For over 382 million people worldwide, living with diabetes is a normal part of life. For some, they know nothing different, while for others, it is a lifestyle change that they have to adapt to. Diabetes, also known as diabetes mellitus, is when a person has high blood glucose (blood sugar), as a result of inadequate insulin production, or because a person’s body does not respond properly to insulin. In some cases, it can be a result of both of these circumstances. The most common symptoms associated with diabetes is polyuria (frequent urination), extreme thirst, and increased appetite.
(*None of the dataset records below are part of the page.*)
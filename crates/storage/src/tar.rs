//! Just enough ustar to round-trip flat files.
//!
//! Every entry is a 512-byte header followed by the file data, padded to the
//! next 512-byte boundary. An all-zero header (empty name) ends the archive.

use core::ops::Range;

use types::align_up;

use crate::FsError;

pub const TAR_HEADER_SIZE: usize = 512;

const NAME: Range<usize> = 0..100;
const MODE: Range<usize> = 100..108;
const SIZE: Range<usize> = 124..136;
const CHECKSUM: Range<usize> = 148..156;
const TYPEFLAG: usize = 156;
const MAGIC: Range<usize> = 257..263;
const VERSION: Range<usize> = 263..265;

const USTAR_MAGIC: &[u8] = b"ustar";
const DEFAULT_MODE: &[u8] = b"000644";
const REGULAR_FILE: u8 = b'0';

/// One archive member borrowed from an image.
#[derive(Debug, Clone, Copy, PartialEq, Eq)]
pub struct Entry<'a> {
    pub name: &'a [u8],
    pub data: &'a [u8],
}

/// Bytes an entry with `size` bytes of data occupies in the archive.
pub const fn entry_len(size: usize) -> usize {
    align_up(TAR_HEADER_SIZE + size, TAR_HEADER_SIZE)
}

/// Parse the header at `offset`.
///
/// Returns `Ok(None)` at the end of the archive, otherwise the entry and the
/// offset of the next header.
pub fn read_entry(image: &[u8], offset: usize) -> Result<Option<(Entry<'_>, usize)>, FsError> {
    let header = match image.get(offset..offset + TAR_HEADER_SIZE) {
        Some(header) => header,
        None => return Ok(None),
    };
    if header[NAME.start] == 0 {
        return Ok(None);
    }
    if !header[MAGIC].starts_with(USTAR_MAGIC) {
        return Err(FsError::BadMagic { offset });
    }
    if parse_octal(&header[CHECKSUM]) != checksum(header) {
        return Err(FsError::BadChecksum { offset });
    }

    let size = parse_octal(&header[SIZE]) as usize;
    let data_start = offset + TAR_HEADER_SIZE;
    let data = image
        .get(data_start..data_start + size)
        .ok_or(FsError::Truncated { offset })?;

    let name = &header[NAME];
    let name_len = name.iter().position(|&b| b == 0).unwrap_or(name.len());
    let entry = Entry {
        name: &name[..name_len],
        data,
    };
    Ok(Some((entry, offset + entry_len(size))))
}

/// Serialize one regular file at `offset`, returning the next header offset.
///
/// The target region must already be zeroed.
pub fn write_entry(image: &mut [u8], offset: usize, name: &[u8], data: &[u8]) -> Result<usize, FsError> {
    if name.len() >= NAME.end {
        return Err(FsError::NameTooLong(name.len()));
    }
    let end = offset + entry_len(data.len());
    if end > image.len() {
        return Err(FsError::Truncated { offset });
    }

    let header = &mut image[offset..offset + TAR_HEADER_SIZE];
    header[..name.len()].copy_from_slice(name);
    header[MODE][..DEFAULT_MODE.len()].copy_from_slice(DEFAULT_MODE);
    header[MAGIC][..USTAR_MAGIC.len()].copy_from_slice(USTAR_MAGIC);
    header[VERSION].copy_from_slice(b"00");
    header[TYPEFLAG] = REGULAR_FILE;
    write_octal(&mut header[SIZE], data.len() as u32);

    let sum = checksum(header);
    let field = &mut header[CHECKSUM];
    write_octal(&mut field[..7], sum);
    field[7] = b' ';

    let data_start = offset + TAR_HEADER_SIZE;
    image[data_start..data_start + data.len()].copy_from_slice(data);
    Ok(end)
}

/// Header checksum with the checksum field itself counted as spaces.
fn checksum(header: &[u8]) -> u32 {
    header
        .iter()
        .enumerate()
        .map(|(i, &b)| if CHECKSUM.contains(&i) { b' ' as u32 } else { b as u32 })
        .sum()
}

fn parse_octal(field: &[u8]) -> u32 {
    field
        .iter()
        .skip_while(|&&b| b == b' ')
        .take_while(|&&b| (b'0'..=b'7').contains(&b))
        .fold(0u32, |acc, &b| acc.wrapping_mul(8).wrapping_add((b - b'0') as u32))
}

/// Zero-padded octal digits followed by a NUL terminator.
fn write_octal(field: &mut [u8], mut value: u32) {
    let digits = field.len() - 1;
    for slot in field[..digits].iter_mut().rev() {
        *slot = b'0' + (value % 8) as u8;
        value /= 8;
    }
    field[digits] = 0;
}
use core::fmt;

/// Failure modes of an Sv32 mapping request.
#[derive(Copy, Clone, Debug, PartialEq, Eq)]
pub enum MapError {
    UnalignedVaddr(u32),
    UnalignedPaddr(u32),
    /// The level-1 entry covering this address is already a 4 MiB leaf.
    Superpage(u32),
    /// No frame was left for an intermediate table.
    OutOfFrames,
}

impl fmt::Display for MapError {
    fn fmt(&self, f: &mut fmt::Formatter<'_>) -> fmt::Result {
        match self {
            MapError::UnalignedVaddr(va) => write!(f, "unaligned vaddr {:#x}", va),
            MapError::UnalignedPaddr(pa) => write!(f, "unaligned paddr {:#x}", pa),
            MapError::Superpage(va) => write!(f, "superpage already covers {:#x}", va),
            MapError::OutOfFrames => f.write_str("out of page-table frames"),
        }
    }
}
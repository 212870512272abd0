//! Target-specific glue. Only this module contains inline assembly.

#[cfg(target_arch = "riscv32")]
pub mod riscv32;
//! System call dispatch. The id arrives in a3, arguments in a0..a2, and the
//! result (when there is one) goes back in a0.

use storage::BlockDevice;
use types::{SYS_EXIT, SYS_GETCHAR, SYS_PUTCHAR, SYS_READFILE, SYS_WRITEFILE};

use crate::{Console, Hart, Kernel, PhysMemory, TrapFrame};

mod console;
mod file;
mod process;

impl<H, M, C, D> Kernel<'_, H, M, C, D>
where
    H: Hart,
    M: PhysMemory,
    C: Console,
    D: BlockDevice,
{
    pub fn dispatch_syscall(&mut self, frame: &mut TrapFrame) {
        match frame.a3 {
            SYS_PUTCHAR => self.sys_putchar(frame.a0),
            SYS_GETCHAR => frame.a0 = self.sys_getchar(),
            SYS_EXIT => self.sys_exit(),
            SYS_READFILE => frame.a0 = self.sys_readfile(frame.a0, frame.a1, frame.a2),
            SYS_WRITEFILE => frame.a0 = self.sys_writefile(frame.a0, frame.a1, frame.a2),
            id => panic!("unexpected syscall a3={:#x}", id),
        }
    }
}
There are three different types of diabetes that can affect people of different ages, and in some instances, they are a result of an individual’s lifestyle. The three different types of diabetes are: Type 1, Type 2, and Gestational Diabetes.

Type 1 Diabetes

Type 1 Diabetes, also known as insulin-dependent diabetes, juvenile diabetes, or early-onset diabetes, is where the body does not produce insulin. Those who have Type 1 develop the disease before turning 20, generally in their teenage years or early adulthood. Out of all of the diabetes cases, only approximately 10% are Type 1, making it nowhere as common as Type 2.

Currently there is no cure for Type 1, so those who have it will have to take insulin injections for the rest of their lives. Along with insulin injections, individuals have to follow a strict diet, and carry out regular blood tests to ensure that they are maintaining proper blood-glucose levels.

Type 2 Diabetes

Type 2 Diabetes is the most common type of diabetes, with approximately 90% of all diabetes cases in the world being Type 2. When the body does not produce enough insulin required for proper function, or when cells in the body stop reacting to insulin (insulin resistance), this results in Type 2 Diabetes.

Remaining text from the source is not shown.